Duck feet: The next alternative gelatin source for confectionery?

By Oliver Nieburg contact

- Last updated on GMT

Non-bovine, non-porcine gelatin could cater to those avoiding mammalian sources for ethical reasons. Photo: Kolidzei
Non-bovine, non-porcine gelatin could cater to those avoiding mammalian sources for ethical reasons. Photo: Kolidzei

Related tags: Gelatin

Gelatin extracted from duck feet or other avian sources could provide an alternative to pig and cow sources, which some consumers avoid for ethical or religious reasons, claims a new study.

Gelatin for food is typically derived from the skins, hides and bones of pigs and cows. However, some countries restrict pork consumption for religious reasons, while cows in other countries can be afflicted with diseases that can be passed on to humans.

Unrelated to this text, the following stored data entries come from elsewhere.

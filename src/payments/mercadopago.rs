use std::time::Duration;

use hmac::{Hmac, Mac};
use reqwest::{Client, StatusCode};
use serde::{Deserialize, Serialize, de::DeserializeOwned};
use sha2::Sha256;
use subtle::ConstantTimeEq;

use super::{CheckoutSession, GatewayCheckout};
use crate::config::MercadoPagoSettings;
use crate::error::{AppError, Result, msg};

type HmacSha256 = Hmac<Sha256>;

/// Delays between payment lookups. Notifications can arrive before the
/// payment is readable through the API, which answers 404 until then.
const LOOKUP_RETRY_DELAYS_MS: &[u64] = &[500, 1500];

#[derive(Debug, Serialize)]
struct PreferenceItem<'a> {
    title: &'a str,
    quantity: u32,
    unit_price: f64,
    currency_id: String,
}

#[derive(Debug, Serialize)]
struct BackUrls<'a> {
    success: &'a str,
    failure: &'a str,
    pending: &'a str,
}

#[derive(Debug, Serialize)]
struct Payer<'a> {
    email: &'a str,
}

#[derive(Debug, Serialize)]
struct CreatePreferenceRequest<'a> {
    items: Vec<PreferenceItem<'a>>,
    external_reference: &'a str,
    notification_url: &'a str,
    back_urls: BackUrls<'a>,
    auto_return: &'static str,
    payer: Payer<'a>,
}

#[derive(Debug, Deserialize)]
struct CreatePreferenceResponse {
    id: String,
    init_point: String,
}

/// `GET /v1/payments/{id}`
#[derive(Debug, Clone, Deserialize)]
pub struct MercadoPagoPayment {
    pub id: u64,
    /// approved, pending, in_process, authorized, rejected, cancelled, refunded, charged_back
    pub status: String,
    pub status_detail: Option<String>,
    pub external_reference: Option<String>,
    pub transaction_amount: f64,
    pub currency_id: String,
    pub order: Option<MercadoPagoOrderRef>,
}

impl MercadoPagoPayment {
    /// Amount in integer minor units.
    pub fn amount_cents(&self) -> i64 {
        decimal_to_cents(self.transaction_amount)
    }

    pub fn merchant_order_id(&self) -> Option<String> {
        self.order.as_ref().map(|o| o.id.to_string())
    }
}

#[derive(Debug, Clone, Deserialize)]
pub struct MercadoPagoOrderRef {
    pub id: u64,
}

/// `GET /merchant_orders/{id}`
#[derive(Debug, Clone, Deserialize)]
pub struct MercadoPagoMerchantOrder {
    pub id: u64,
    pub external_reference: Option<String>,
    #[serde(default)]
    pub payments: Vec<MercadoPagoOrderPayment>,
}

#[derive(Debug, Clone, Deserialize)]
pub struct MercadoPagoOrderPayment {
    pub id: u64,
    pub status: String,
}

/// Webhook notification body (`type=payment` / `topic=merchant_order`).
#[derive(Debug, Deserialize)]
pub struct MercadoPagoNotification {
    #[serde(rename = "type", alias = "topic")]
    pub kind: Option<String>,
    pub action: Option<String>,
    pub data: Option<MercadoPagoNotificationData>,
}

#[derive(Debug, Deserialize)]
pub struct MercadoPagoNotificationData {
    #[serde(deserialize_with = "string_or_number")]
    pub id: String,
}

fn string_or_number<'de, D>(deserializer: D) -> std::result::Result<String, D::Error>
where
    D: serde::Deserializer<'de>,
{
    match serde_json::Value::deserialize(deserializer)? {
        serde_json::Value::String(s) => Ok(s),
        serde_json::Value::Number(n) => Ok(n.to_string()),
        other => Err(serde::de::Error::custom(format!(
            "expected string or number, got {}",
            other
        ))),
    }
}

pub fn decimal_to_cents(amount: f64) -> i64 {
    (amount * 100.0).round() as i64
}

fn cents_to_decimal(cents: i64) -> f64 {
    cents as f64 / 100.0
}

#[derive(Debug, Clone)]
pub struct MercadoPagoClient {
    client: Client,
    access_token: String,
    webhook_secret: Option<String>,
    api_base: String,
    retry_delays_ms: Vec<u64>,
}

impl MercadoPagoClient {
    pub fn new(settings: &MercadoPagoSettings) -> Self {
        Self {
            client: Client::new(),
            access_token: settings.access_token.clone(),
            webhook_secret: settings.webhook_secret.clone(),
            api_base: settings.api_base.trim_end_matches('/').to_string(),
            retry_delays_ms: LOOKUP_RETRY_DELAYS_MS.to_vec(),
        }
    }

    pub fn with_retry_delays(mut self, delays_ms: Vec<u64>) -> Self {
        self.retry_delays_ms = delays_ms;
        self
    }

    /// Create a Checkout Pro preference whose `external_reference` is the purchase id.
    pub async fn create_preference(&self, checkout: &GatewayCheckout<'_>) -> Result<CheckoutSession> {
        let currency_id = checkout.currency.to_uppercase();
        // Same single-line rule as Stripe: the gateway has no negative items.
        let joined;
        let items = if checkout.discount_cents > 0 {
            joined = checkout
                .lines
                .iter()
                .map(|l| l.title.as_str())
                .collect::<Vec<_>>()
                .join(", ");
            vec![PreferenceItem {
                title: &joined,
                quantity: 1,
                unit_price: cents_to_decimal(checkout.total_cents),
                currency_id: currency_id.clone(),
            }]
        } else {
            checkout
                .lines
                .iter()
                .map(|l| PreferenceItem {
                    title: &l.title,
                    quantity: 1,
                    unit_price: cents_to_decimal(l.unit_amount_cents),
                    currency_id: currency_id.clone(),
                })
                .collect()
        };

        let request = CreatePreferenceRequest {
            items,
            external_reference: checkout.purchase_id,
            notification_url: &checkout.notification_url,
            back_urls: BackUrls {
                success: &checkout.success_url,
                failure: &checkout.cancel_url,
                pending: &checkout.success_url,
            },
            auto_return: "approved",
            payer: Payer {
                email: checkout.customer_email,
            },
        };

        let response = self
            .client
            .post(format!("{}/checkout/preferences", self.api_base))
            .bearer_auth(&self.access_token)
            .header("X-Idempotency-Key", checkout.purchase_id)
            .json(&request)
            .send()
            .await
            .map_err(|e| AppError::Gateway(format!("Mercado Pago API error: {}", e)))?;

        if !response.status().is_success() {
            let error_text = response.text().await.unwrap_or_default();
            return Err(AppError::Gateway(format!(
                "Mercado Pago API error: {}",
                error_text
            )));
        }

        let preference: CreatePreferenceResponse = response.json().await.map_err(|e| {
            AppError::Gateway(format!("Failed to parse Mercado Pago response: {}", e))
        })?;

        Ok(CheckoutSession {
            id: preference.id,
            url: preference.init_point,
        })
    }

    pub async fn get_payment(&self, payment_id: &str) -> Result<MercadoPagoPayment> {
        self.get_with_retry(&format!("{}/v1/payments/{}", self.api_base, payment_id))
            .await
    }

    pub async fn get_merchant_order(&self, order_id: &str) -> Result<MercadoPagoMerchantOrder> {
        self.get_with_retry(&format!("{}/merchant_orders/{}", self.api_base, order_id))
            .await
    }

    /// GET with fixed-delay retries on 404, 5xx, 429 and network errors.
    async fn get_with_retry<T: DeserializeOwned>(&self, url: &str) -> Result<T> {
        let mut last_error = None;

        for (attempt, delay_ms) in std::iter::once(&0u64)
            .chain(self.retry_delays_ms.iter())
            .enumerate()
        {
            if attempt > 0 {
                tracing::debug!(attempt, delay_ms, url, "Retrying Mercado Pago lookup");
                tokio::time::sleep(Duration::from_millis(*delay_ms)).await;
            }

            match self.get_once(url).await {
                Ok(value) => return Ok(value),
                Err((error, true)) => last_error = Some(error),
                Err((error, false)) => return Err(error),
            }
        }

        tracing::warn!(
            url,
            attempts = self.retry_delays_ms.len() + 1,
            "Mercado Pago lookup failed after all retries"
        );
        Err(last_error
            .unwrap_or_else(|| AppError::Gateway("Mercado Pago lookup failed".into())))
    }

    /// Returns Err((error, is_transient)) on failure.
    async fn get_once<T: DeserializeOwned>(&self, url: &str) -> std::result::Result<T, (AppError, bool)> {
        let response = self
            .client
            .get(url)
            .bearer_auth(&self.access_token)
            .send()
            .await
            .map_err(|e| (AppError::Gateway(format!("Mercado Pago API error: {}", e)), true))?;

        let status = response.status();
        if status.is_success() {
            return response.json().await.map_err(|e| {
                (
                    AppError::Gateway(format!("Failed to parse Mercado Pago response: {}", e)),
                    false,
                )
            });
        }

        let body = response.text().await.unwrap_or_default();
        let is_transient = status == StatusCode::NOT_FOUND
            || status == StatusCode::TOO_MANY_REQUESTS
            || status.is_server_error();
        Err((
            AppError::Gateway(format!("Mercado Pago API error: {} - {}", status, body)),
            is_transient,
        ))
    }

    pub fn has_webhook_secret(&self) -> bool {
        self.webhook_secret.is_some()
    }

    /// Verify `x-signature: ts=…,v1=…` against the manifest
    /// `id:{data.id};request-id:{x-request-id};ts:{ts};`.
    /// Parts whose value is absent are left out of the manifest.
    /// Returns true when no webhook secret is configured.
    pub fn verify_webhook_signature(
        &self,
        signature: &str,
        request_id: Option<&str>,
        data_id: Option<&str>,
    ) -> Result<bool> {
        let Some(secret) = self.webhook_secret.as_deref() else {
            return Ok(true);
        };

        let mut ts = None;
        let mut v1 = None;
        for part in signature.split(',') {
            let Some((key, value)) = part.trim().split_once('=') else {
                continue;
            };
            match key.trim() {
                "ts" => ts = Some(value.trim()),
                "v1" => v1 = Some(value.trim()),
                _ => {}
            }
        }
        let ts = ts.ok_or_else(|| AppError::BadRequest(msg::INVALID_SIGNATURE_FORMAT.into()))?;
        let v1 = v1.ok_or_else(|| AppError::BadRequest(msg::INVALID_SIGNATURE_FORMAT.into()))?;

        let expected = signature_for(secret, ts, request_id, data_id)?;
        let provided = v1.as_bytes();
        Ok(provided.len() == expected.len() && bool::from(expected.as_bytes().ct_eq(provided)))
    }
}

/// Hex HMAC-SHA256 of the notification manifest.
pub fn signature_for(
    secret: &str,
    ts: &str,
    request_id: Option<&str>,
    data_id: Option<&str>,
) -> Result<String> {
    let mut manifest = String::new();
    if let Some(id) = data_id {
        // Alphanumeric ids are signed in lowercase
        manifest.push_str(&format!("id:{};", id.to_lowercase()));
    }
    if let Some(request_id) = request_id {
        manifest.push_str(&format!("request-id:{};", request_id));
    }
    manifest.push_str(&format!("ts:{};", ts));

    let mut mac = HmacSha256::new_from_slice(secret.as_bytes())
        .map_err(|_| AppError::Internal(msg::INVALID_WEBHOOK_SECRET.into()))?;
    mac.update(manifest.as_bytes());
    Ok(hex::encode(mac.finalize().into_bytes()))
}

A study published in the journal Food Hydrocolloids ​by researchers at the Islamic Azad University in Iran and Universiti Sains Malaysia tested duck feet as an alternative gelatin source

They compared duck feet gelatin, derived from a halal-certified Peking Duck farm in Malaysia, with bovine gelatin.

Method and results

The researcher tested the effects of sugars at different concentrations on thermal and rheological properties and gelation kinetics.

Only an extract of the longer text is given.